Two seperate pieces of information can be found in the reflections of the diffraction images. The first comes from the geometrical arrangement of the reflections, which gives all the information about the crystal lattice and the symmetry of the crystal. The second comes from the intensity of the reflection that gives part of the information about the content of the lattice. Unfortunately the second kind, which is the one that we are actually interested in, is only partial - we lack the phases. During indexing the spots have to be found, named with integer numbers (h, k, l = Miller Indices) and the crystal geometry has to be determined accurately so that the intensities can be integrated accurately and that the space that has to be modelled later on is defined accurately.

Labeled diffraction pattern with Miller indices (hkl)

The unit cell is the smallest bit in a crystal that can simply be stacked onto the next unit cell by simple translation to reconstitute the whole crystal. There are few possible shapes (crystal systems) of unit cells that can make a crystal. The primitive unit cell contains one repeating motive per unit cell, but the motive is often present more than once per unit cell wich leads to higher symmetry. This extension by symmetry leads to the so called Bravais lattices. A unit cell is defined by three distances (a, b, c) and three angles (α, β, γ).
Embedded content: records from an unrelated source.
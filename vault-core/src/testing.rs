//! 单元测试使用的内存备份服务

use crate::client::{BackupServiceClient, ProtectionRequest, Submission};
use crate::error::{Result, VaultError};
use crate::models::{
    BackupManagementType, ContainerQuery, IlrScript, ItemRef, Job, OperationHandle,
    OperationStatusResponse, ProtectedItem, ProtectionContainer, RecoveryPoint,
    RecoveryPointFilter, RestoreRequest, StorageAccount,
};
use crate::policy::wire::ProtectionPolicyResource;
use async_trait::async_trait;
use std::collections::{HashMap, VecDeque};
use std::sync::Mutex;

const MUTATING_CALLS: &[&str] = &[
    "configure_protection",
    "remove_protection",
    "trigger_backup",
    "trigger_restore",
    "create_or_update_policy",
    "delete_policy",
    "provision_ilr_access",
    "revoke_ilr_access",
    "cancel_job",
];

#[derive(Default)]
struct Inner {
    statuses: VecDeque<OperationStatusResponse>,
    calls: Vec<String>,
    jobs: HashMap<String, Job>,
    policies: HashMap<String, ProtectionPolicyResource>,
    accept_policy_writes: bool,
    classic_accounts: HashMap<String, StorageAccount>,
    compute_accounts: HashMap<String, StorageAccount>,
    containers: Vec<ProtectionContainer>,
    items: HashMap<String, ProtectedItem>,
    recovery_points: Vec<RecoveryPoint>,
    ilr_script: Option<IlrScript>,
    restore_requests: Vec<RestoreRequest>,
    protection_requests: Vec<ProtectionRequest>,
}

#[derive(Default)]
pub(crate) struct MockClient {
    inner: Mutex<Inner>,
}

impl MockClient {
    pub fn new() -> Self {
        Self::default()
    }

    /// 依次返回的操作状态；用完后一律返回 Completed
    pub fn with_statuses(self, statuses: Vec<OperationStatusResponse>) -> Self {
        self.inner.lock().unwrap().statuses = statuses.into();
        self
    }

    pub fn with_job(self, job: Job) -> Self {
        self.inner.lock().unwrap().jobs.insert(job.name.clone(), job);
        self
    }

    pub fn with_policy(self, policy: ProtectionPolicyResource) -> Self {
        self.inner
            .lock()
            .unwrap()
            .policies
            .insert(policy.name.clone(), policy);
        self
    }

    /// 策略写入返回异步句柄而不是同步结果
    pub fn accepting_policy_writes(self) -> Self {
        self.inner.lock().unwrap().accept_policy_writes = true;
        self
    }

    pub fn with_classic_account(self, account: StorageAccount) -> Self {
        self.inner
            .lock()
            .unwrap()
            .classic_accounts
            .insert(account.name.clone(), account);
        self
    }

    pub fn with_compute_account(self, account: StorageAccount) -> Self {
        self.inner
            .lock()
            .unwrap()
            .compute_accounts
            .insert(account.name.clone(), account);
        self
    }

    pub fn with_container(self, container: ProtectionContainer) -> Self {
        self.inner.lock().unwrap().containers.push(container);
        self
    }

    pub fn with_item(self, item: ProtectedItem) -> Self {
        self.inner
            .lock()
            .unwrap()
            .items
            .insert(item.name.clone(), item);
        self
    }

    pub fn with_recovery_point(self, point: RecoveryPoint) -> Self {
        self.inner.lock().unwrap().recovery_points.push(point);
        self
    }

    pub fn with_ilr_script(self, script: IlrScript) -> Self {
        self.inner.lock().unwrap().ilr_script = Some(script);
        self
    }

    pub fn calls(&self) -> Vec<String> {
        self.inner.lock().unwrap().calls.clone()
    }

    /// 写操作的调用次数
    pub fn submissions(&self) -> usize {
        self.calls()
            .iter()
            .filter(|call| MUTATING_CALLS.contains(&call.as_str()))
            .count()
    }

    pub fn restore_requests(&self) -> Vec<RestoreRequest> {
        self.inner.lock().unwrap().restore_requests.clone()
    }

    pub fn protection_requests(&self) -> Vec<ProtectionRequest> {
        self.inner.lock().unwrap().protection_requests.clone()
    }

    pub fn stored_policy(&self, name: &str) -> Option<ProtectionPolicyResource> {
        self.inner.lock().unwrap().policies.get(name).cloned()
    }

    fn record(&self, call: &str) {
        self.inner.lock().unwrap().calls.push(call.to_string());
    }

    fn handle(&self, operation: &str) -> OperationHandle {
        let count = self.calls().len();
        self.record(operation);
        OperationHandle::new(
            operation,
            format!("https://mock/operations/{operation}-{count}"),
        )
    }
}

#[async_trait]
impl BackupServiceClient for MockClient {
    async fn configure_protection(
        &self,
        _item: &ItemRef,
        request: &ProtectionRequest,
    ) -> Result<OperationHandle> {
        self.inner
            .lock()
            .unwrap()
            .protection_requests
            .push(request.clone());
        Ok(self.handle("configure_protection"))
    }

    async fn remove_protection(&self, _item: &ItemRef) -> Result<OperationHandle> {
        Ok(self.handle("remove_protection"))
    }

    async fn trigger_backup(&self, _item: &ItemRef) -> Result<OperationHandle> {
        Ok(self.handle("trigger_backup"))
    }

    async fn trigger_restore(
        &self,
        _item: &ItemRef,
        request: &RestoreRequest,
    ) -> Result<OperationHandle> {
        self.inner
            .lock()
            .unwrap()
            .restore_requests
            .push(request.clone());
        Ok(self.handle("trigger_restore"))
    }

    async fn get_protected_item(&self, item: &ItemRef) -> Result<ProtectedItem> {
        self.record("get_protected_item");
        self.inner
            .lock()
            .unwrap()
            .items
            .get(&item.item_name)
            .cloned()
            .ok_or_else(|| VaultError::not_found(item.item_name.clone()))
    }

    async fn list_recovery_points(
        &self,
        _item: &ItemRef,
        filter: &RecoveryPointFilter,
    ) -> Result<Vec<RecoveryPoint>> {
        self.record("list_recovery_points");
        let points = self.inner.lock().unwrap().recovery_points.clone();
        Ok(points
            .into_iter()
            .filter(|p| filter.start.is_none_or(|start| p.recovery_point_time >= start))
            .filter(|p| filter.end.is_none_or(|end| p.recovery_point_time <= end))
            .collect())
    }

    async fn get_recovery_point(
        &self,
        _item: &ItemRef,
        recovery_point: &str,
    ) -> Result<RecoveryPoint> {
        self.record("get_recovery_point");
        self.inner
            .lock()
            .unwrap()
            .recovery_points
            .iter()
            .find(|p| p.name == recovery_point)
            .cloned()
            .ok_or_else(|| VaultError::not_found(recovery_point.to_string()))
    }

    async fn get_policy(&self, name: &str) -> Result<ProtectionPolicyResource> {
        self.record("get_policy");
        self.stored_policy(name)
            .ok_or_else(|| VaultError::not_found(name.to_string()))
    }

    async fn list_policies(
        &self,
        management_type: Option<BackupManagementType>,
    ) -> Result<Vec<ProtectionPolicyResource>> {
        self.record("list_policies");
        let mut policies: Vec<_> = self
            .inner
            .lock()
            .unwrap()
            .policies
            .values()
            .filter(|p| {
                management_type.is_none_or(|mgmt| {
                    p.properties.backup_management_type.eq_ignore_ascii_case(mgmt.as_str())
                })
            })
            .cloned()
            .collect();
        policies.sort_by(|a, b| a.name.cmp(&b.name));
        Ok(policies)
    }

    async fn create_or_update_policy(
        &self,
        policy: &ProtectionPolicyResource,
    ) -> Result<Submission<ProtectionPolicyResource>> {
        let mut stored = policy.clone();
        stored.id.get_or_insert_with(|| format!("/policies/{}", policy.name));
        let accept = {
            let mut inner = self.inner.lock().unwrap();
            inner.policies.insert(stored.name.clone(), stored.clone());
            inner.accept_policy_writes
        };
        if accept {
            Ok(Submission::Accepted(self.handle("create_or_update_policy")))
        } else {
            self.record("create_or_update_policy");
            Ok(Submission::Done(stored))
        }
    }

    async fn delete_policy(&self, name: &str) -> Result<Submission<()>> {
        let removed = self.inner.lock().unwrap().policies.remove(name);
        if removed.is_none() {
            return Err(VaultError::not_found(name.to_string()));
        }
        Ok(Submission::Accepted(self.handle("delete_policy")))
    }

    async fn list_containers(&self, query: &ContainerQuery) -> Result<Vec<ProtectionContainer>> {
        self.record("list_containers");
        let containers = self.inner.lock().unwrap().containers.clone();
        Ok(containers
            .into_iter()
            .filter(|c| c.container_type == query.container_type)
            .filter(|c| c.backup_management_type == query.backup_management_type)
            .filter(|c| {
                query
                    .name
                    .as_ref()
                    .is_none_or(|name| c.friendly_name.eq_ignore_ascii_case(name))
            })
            .collect())
    }

    async fn provision_ilr_access(
        &self,
        _item: &ItemRef,
        _recovery_point: &str,
    ) -> Result<OperationHandle> {
        Ok(self.handle("provision_ilr_access"))
    }

    async fn revoke_ilr_access(
        &self,
        _item: &ItemRef,
        _recovery_point: &str,
    ) -> Result<OperationHandle> {
        Ok(self.handle("revoke_ilr_access"))
    }

    async fn get_ilr_script(&self, handle: &OperationHandle) -> Result<IlrScript> {
        self.record("get_ilr_script");
        self.inner
            .lock()
            .unwrap()
            .ilr_script
            .clone()
            .ok_or_else(|| VaultError::not_found(handle.operation_id().to_string()))
    }

    async fn get_operation_status(&self, _status_link: &str) -> Result<OperationStatusResponse> {
        self.record("get_operation_status");
        let next = self.inner.lock().unwrap().statuses.pop_front();
        Ok(next.unwrap_or_else(|| OperationStatusResponse::completed(None)))
    }

    async fn get_job(&self, job_id: &str) -> Result<Job> {
        self.record("get_job");
        self.inner
            .lock()
            .unwrap()
            .jobs
            .get(job_id)
            .cloned()
            .ok_or_else(|| VaultError::not_found(format!("作业 {job_id}")))
    }

    async fn cancel_job(&self, job_id: &str) -> Result<()> {
        self.record("cancel_job");
        let mut inner = self.inner.lock().unwrap();
        match inner.jobs.get_mut(job_id) {
            Some(job) => {
                job.status = "Cancelling".to_string();
                Ok(())
            }
            None => Err(VaultError::not_found(format!("作业 {job_id}"))),
        }
    }

    async fn get_classic_storage_account(&self, name: &str) -> Result<StorageAccount> {
        self.record("get_classic_storage_account");
        self.inner
            .lock()
            .unwrap()
            .classic_accounts
            .get(name)
            .cloned()
            .ok_or_else(|| VaultError::not_found(name.to_string()))
    }

    async fn get_storage_account(&self, name: &str) -> Result<StorageAccount> {
        self.record("get_storage_account");
        self.inner
            .lock()
            .unwrap()
            .compute_accounts
            .get(name)
            .cloned()
            .ok_or_else(|| VaultError::not_found(name.to_string()))
    }
}

/// 测试数据
pub(crate) mod fixtures {
    use crate::models::{
        BackupManagementType, Job, ProtectedItem, RecoveryPoint, StorageAccount, WorkloadType,
    };
    use chrono::{TimeZone, Utc};

    pub fn vm_item(name: &str) -> ProtectedItem {
        ProtectedItem {
            id: format!("/items/{name}"),
            name: format!("vm;iaasvmcontainerv2;rg1;{name}"),
            container_name: format!("iaasvmcontainer;iaasvmcontainerv2;rg1;{name}"),
            friendly_name: name.to_string(),
            workload_type: WorkloadType::AzureVm,
            backup_management_type: BackupManagementType::AzureVm,
            source_resource_id: Some(format!("/vms/{name}")),
            policy_id: None,
            protection_state: Some("Protected".to_string()),
            last_backup_time: None,
        }
    }

    pub fn recovery_point(name: &str, day: u32) -> RecoveryPoint {
        RecoveryPoint {
            id: format!("/recoveryPoints/{name}"),
            name: name.to_string(),
            recovery_point_type: "AppConsistent".to_string(),
            recovery_point_time: Utc.with_ymd_and_hms(2024, 3, day, 22, 30, 0).unwrap(),
            item_id: None,
        }
    }

    pub fn job(name: &str, status: &str) -> Job {
        Job {
            id: format!("/jobs/{name}"),
            name: name.to_string(),
            operation: "Backup".to_string(),
            status: status.to_string(),
            entity_friendly_name: None,
            backup_management_type: Some(BackupManagementType::AzureVm),
            start_time: None,
            end_time: None,
        }
    }

    pub fn storage_account(name: &str, kind: Option<&str>) -> StorageAccount {
        StorageAccount {
            id: format!("/storageAccounts/{name}"),
            name: name.to_string(),
            location: "eastus".to_string(),
            account_type: Some("Standard_LRS".to_string()),
            kind: kind.map(str::to_string),
        }
    }
}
The asymetric unit ultimately is the smallest possible bit that can be repeated in space to reconstitute the whole crystal. It can contain more than one protein. One motives in the Bravais lattice can be made of more than one asymmetric unit. The symmery relations between the asymetric units of chiral molecules within a crystal motive involve only simple rotations and rotations around a screw axis (rotation combined with translation).The only possible rotations in a crystal are 1, 2, 3, 4, 6-fold. The only possible screw axis are 21, 31, 32, 41, 42, 43, 61, 62, 63, 64, 65 (where the first number is the rotation and the second number divided by the first is the translation in part of the unit cell). 43 means a 90° rotation combined with a 3/4 of the unit cell length translation which results in the fourth asymmetric unit to be located in the next unit cell. The simplest and most general crystal would be P1 with one molecule in the asymmetric unit.

Crystal systems
(7 possible)

Bravais lattices
(14 possible)
P, C, I, F, R
primitive, base centered, body centered, face centered, rhombohedral

Space groups
(65 possible for chiral molecules)
Simple rotations:
1, 2, 3, 4, 6-fold (= by 360, 180, 120, 90, 60°)
Screw axis:
21, 31, 32, 41, 42, 43, 61, 62, 63, 64, 65
(nz: n-fold rotation + z/n unit cell length translation)

Triclinic P P 1
Monoclinic P C

P 2 / P 21

C 2

Orthorhombic P C I F

P 2 2 2 / P 2 2 21 / P 21 21 2 / P 21 21 21

C 2 2 21 / C 2 2 2

I 2 2 2 / I 21 21 21

F 2 2 2

Trigonal
(or Rhombohedral)
P R

P 3 / P 31 / P 32
P 3 1 2 / P 3 2 1
P 31 1 2 / P 31 2 1
P 32 1 2 / P 32 2 1

R 3 / R 3 2

Tetragonal P I

P 4 / P 41 / P 42 / P 43
P 4 2 2 / P 4 21 2 / P 41 2 2 / P 41 21 2
P 42 2 2 / P 42 21 2
P 43 2 2 / P 43 21 2

I 4 / I 41
I 4 2 2 / I 41 2 2 

Hexagonal
(special kind of Trigonal)
P P 6 / P 61 / P 62 / P 63 / P 64 / P 65
P 6 2 2 / P 61 2 2 / P 62 2 2 / P 63 2 2 / P 64 2 2 / P 65 2 2
Cubic P I F

P 2 3 / P 21 3
P 4 3 2 / P 41 3 2 / P 42 3 2 / P 43 3 2

I 2 3 / I 21 3 / I 4 3 2 / I 41 3 2

F 2 3 / F 4 3 2 / F 41 3 2

Crystal systems, Bravais lattices and chiral space groups. The black dot represents one point per repeated motive.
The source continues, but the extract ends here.